A variable degree of ENaC preactivation by endogenous cellular proteases, and/or by proteases released during tissue isolation and microdissection, may account for the observed variability of the trypsin effect on
IAmi in different tubules (see DISCUSSION). We hypothesized that preventing ENaC preactivation by inhibiting endogenous proteases should enhance the stimulatory effect of exogenous trypsin on
IAmi. Pilot experiments demonstrated that preincubation of microdissected tubules with protease inhibitors for several hours resulted in a loss of viability of the tubules and made it impossible to perform patch-clamp experiments on these tubules. Therefore, we decided to investigate this issue in cultured M-1 mouse CCD cells known to express ENaC when grown to confluence in PC-1 culture medium containing a high concentration (5 µM) of dexamethasone (30–32). As illustrated in the whole-cell current recordings shown in Fig. 8, washout and reapplication of amiloride (2 µM) revealed a sizeable
IAmi in confluent M-1 cells, confirming functional ENaC expression. In control experiments in M-1 cells without pretreatment, exposure to trypsin had no appreciable stimulatory effect on
IAmi in the majority of cells (Fig. 8A). Nevertheless, in 5 of 14 experiments, a variable stimulatory effect of trypsin on
IAmi was observed, which ranged from
30 to 100%. In summary,
IAmi averaged 43 ± 4 pA before and 48 ± 7 pA (n = 14) after exposure to trypsin.

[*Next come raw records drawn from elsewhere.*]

//! Handler for `GET /health`.

use axum::Json;
use serde::Serialize;

#[derive(Debug, Serialize)]
pub struct Health {
  pub status:  &'static str,
  pub message: &'static str,
}

/// `GET /health`
pub async fn handler() -> Json<Health> {
  Json(Health { status: "ok", message: "Server is running" })
}
//! Transient user-facing notices.
//!
//! Every outcome the client shows is a [`Notice`]: a severity and a message
//! that clears itself after a fixed window.

use std::time::Duration;

use serde::Serialize;

/// How long a success notice stays on screen.
pub const SUCCESS_WINDOW: Duration = Duration::from_secs(2);
/// How long a warning or error notice stays on screen.
pub const ALERT_WINDOW: Duration = Duration::from_secs(3);

#[derive(Debug, Clone, Copy, PartialEq, Eq, Serialize)]
#[serde(rename_all = "lowercase")]
pub enum Severity {
  Success,
  Warning,
  Error,
}

impl Severity {
  /// Time before a notice of this severity auto-clears.
  pub fn display_window(&self) -> Duration {
    match self {
      Self::Success => SUCCESS_WINDOW,
      Self::Warning | Self::Error => ALERT_WINDOW,
    }
  }
}

#[derive(Debug, Clone, PartialEq, Eq, Serialize)]
pub struct Notice {
  pub severity: Severity,
  pub message:  String,
}

impl Notice {
  pub fn new(severity: Severity, message: impl Into<String>) -> Self {
    Self { severity, message: message.into() }
  }

  /// Shown when the initial class/student load fails and the client falls
  /// back to the demo dataset.
  pub fn load_failed() -> Self {
    Self::new(Severity::Error, "Failed to load data. Using offline mode.")
  }

  pub fn display_window(&self) -> Duration { self.severity.display_window() }
}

In the context of an expected spontaneous ENaC rundown (56), these average data suggest a small stimulatory trend that did not reach statistical significance (Fig. 9A). Thus, under control conditions, M-1 cells seem to be less responsive to trypsin than the native tubules. In M-1 cells pretreated with aprotinin overnight,
IAmi averaged 119 ± 16 pA before and 134 ± 20 pA (n = 20) after exposure to trypsin. Thus, although aprotinin pretreatment enhanced ENaC baseline currents in cultured M-1 cells, possibly by preventing nonspecific toxic effects of proteases released from damaged cells, it did not reveal a clear stimulatory effect of trypsin (Fig. 9B). In contrast, in M-1 cells pretreated for 3–6 h with the convertase inhibitor dec-RVKR-cmk or pretreated with a combination of aprotinin (overnight) plus 3–6 h of convertase inhibitor, application of trypsin caused a pronounced stimulation of
IAmi in the majority of experiments, ranging from a 25 to 330% increase in
IAmi. Figure 8B shows a representative whole-cell current recording illustrating the stimulatory effect of trypsin on
IAmi in M-1 cells pretreated with a combination of aprotinin and the convertase inhibitor dec-RVKR-cmk. On average, trypsin increased
IAmi from 70 ± 27 to 94 ± 30 pA (n = 10, P < 0.01) in M-1 cells pretreated with the convertase inhibitor alone and from 43 ± 8 to 83 ± 22 pA (n = 11, P < 0.05) in M-1 cells pretreated with both protease inhibitors. Trypsin application caused an average relative increase of
IAmi by 56 ± 21% (n = 10, P < 0.01) or 111 ± 29% (n = 11, P < 0.05) in M-1 cells pretreated with convertase inhibitor alone or with both protease inhibitors, respectively (Fig. 9, C and D). These data support the hypothesis that the degree of preactivation by endogenous proteases affects the responsiveness of ENaC to exogenous trypsin.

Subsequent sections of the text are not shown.